蓼科の今
2016.11.19
こんにちは。本日のブログ担当の岩下です。今朝7時の気温は4℃、天候は雨となっています。今週末は長野県縦断駅伝が開催されます。コースは本日が長野市から岡谷市までの119キロ、明日は松本から飯田まで98.5キロとなっています。午後、大門街道や国道20号では選手通過の際、通行規制がございますので、お出かけの際は道路情報にご注意ください。
さて今回は、諏訪出身の考古学者、藤森栄一氏(1911-1973)(以下敬称略)をご紹介しましょう。
藤森栄一は、1911(明治44)年、上諏訪駅前の商家「紙類書籍文房具」店で生まれました。その日は雨台風により諏訪湖が氾濫し床上浸水となったので、たらいに入れられて浮かんでいたそうです。
子供の頃から黒曜石の矢じりなどに興味を持っていましたが、商売を営んでいた両親が家業を継ぐことを望んでいたため、内緒で旧制中学を受験しました。在学中に考古学と出会い、恩師三沢勝衛からは自ら考えることの大切さを学びました。
卒業後、家業を継いだものの考古学への思いを捨て切れず出奔し、その後波乱万丈の人生を送りながらも、森本六爾氏主宰の東京考古学会で本格的に考古学の研究を始めました。
終戦後は諏訪に戻り、古書店や旅館を経営しながら、多くの遺跡発掘調査に携わっています。

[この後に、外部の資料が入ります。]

//! Cooperative cancellation for long-running trials.
//!
//! A trial with a large cap may run for billions of iterations, so the sampler
//! polls a [`CancellationToken`] once per observation. Polling is a single
//! relaxed atomic load.

use std::sync::atomic::{AtomicBool, Ordering};
use std::sync::Arc;
use std::thread::{self, JoinHandle};
use std::time::Duration;

/// Shared cancellation flag.
///
/// Clones share the same flag: cancelling any clone cancels all of them.
///
/// # Examples
///
/// ```rust
/// use snoop_kernel::cancel::CancellationToken;
///
/// let token = CancellationToken::new();
/// let worker_view = token.clone();
/// assert!(!worker_view.is_cancelled());
///
/// token.cancel();
/// assert!(worker_view.is_cancelled());
/// ```
#[derive(Clone, Debug, Default)]
pub struct CancellationToken {
    cancelled: Arc<AtomicBool>,
}

impl CancellationToken {
    /// Creates a token that has not been cancelled.
    pub fn new() -> Self {
        Self::default()
    }

    /// Requests cancellation.
    #[inline]
    pub fn cancel(&self) {
        self.cancelled.store(true, Ordering::Relaxed);
    }

    /// Returns `true` once cancellation has been requested.
    #[inline]
    pub fn is_cancelled(&self) -> bool {
        self.cancelled.load(Ordering::Relaxed)
    }

    /// Cancels this token after `delay` from a background thread.
    ///
    /// The returned handle may be dropped; the timer thread exits on its own
    /// after firing.
    pub fn cancel_after(&self, delay: Duration) -> JoinHandle<()> {
        let token = self.clone();
        thread::spawn(move || {
            thread::sleep(delay);
            tracing::debug!(?delay, "time limit reached, requesting cancellation");
            token.cancel();
        })
    }
}

#[cfg(test)]
mod tests {
    use super::*;

    #[test]
    fn test_new_token_not_cancelled() {
        let token = CancellationToken::new();
        assert!(!token.is_cancelled());
    }

    #[test]
    fn test_clones_share_flag() {
        let token = CancellationToken::new();
        let clone = token.clone();
        clone.cancel();
        assert!(token.is_cancelled());
    }

    #[test]
    fn test_cancel_after_fires() {
        let token = CancellationToken::new();
        let handle = token.cancel_after(Duration::from_millis(5));
        handle.join().unwrap();
        assert!(token.is_cancelled());
    }
}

藤森栄一の最大の成果は、「縄文中期農耕論」でしょう。狩猟や採集が主とされていた縄文時代ですが、縄文中期の井戸尻遺跡群(富士見町)の調査で、石を加工した鍬(くわ)や包丁、臼、煮炊きに使われた土器等が多数発掘され、縄文中期に農耕が営まれていたことを主張しました。しかし当時は「農耕は弥生時代から」との定説が根強く、栽培穀物が発見されていなかったことから、藤森の仮説は学会では認められませんでした。
晩年、ビーナスラインの建設に伴い、霧ヶ峰の御射山遺跡の保護活動を行ったことは、新田次郎著「霧の子孫たち」に詳しく記されています。
1973(昭和48)年、62歳で亡くなるまで、藤森は精力的に調査・執筆活動を行っていました。現在は諏訪湖を見下ろす丘で眠っています。
冒頭の図書(諏訪考古学研究会)は、藤森栄一全集15巻の解説文と最後の対談をまとめたもので、各研究者による多様な視点からの藤森栄一論です。
藤森の業績の学術的な評価については、同会の「藤森栄一の蒔いた種 今-縄文中期文化論を問う-」(2014年)に総括されています。
藤森の亡くなった半年後、諏訪市内荒神山遺跡からエゴマが検出され、その後今日に至るまでエゴマ・リョクトウ・ヒョウタン・ヒエ・アワ・イネなどの栽培植物が次々と確認されています。それらのことから、「縄文中期農耕論」はもっと高く評価されてよいはずでしたが、今日的な科学的考古学の流れの中で、縄文時代の生業論は藤森の農耕論を置き去りにして進んでいるのが現実のようです(上記文献)。
井戸尻考古館には岡本太郎氏や宮崎 駿氏も絶賛した縄文土器がたくさん展示されています。古代の息吹を感じにぜひ一度訪れてみてはいかがでしょうか。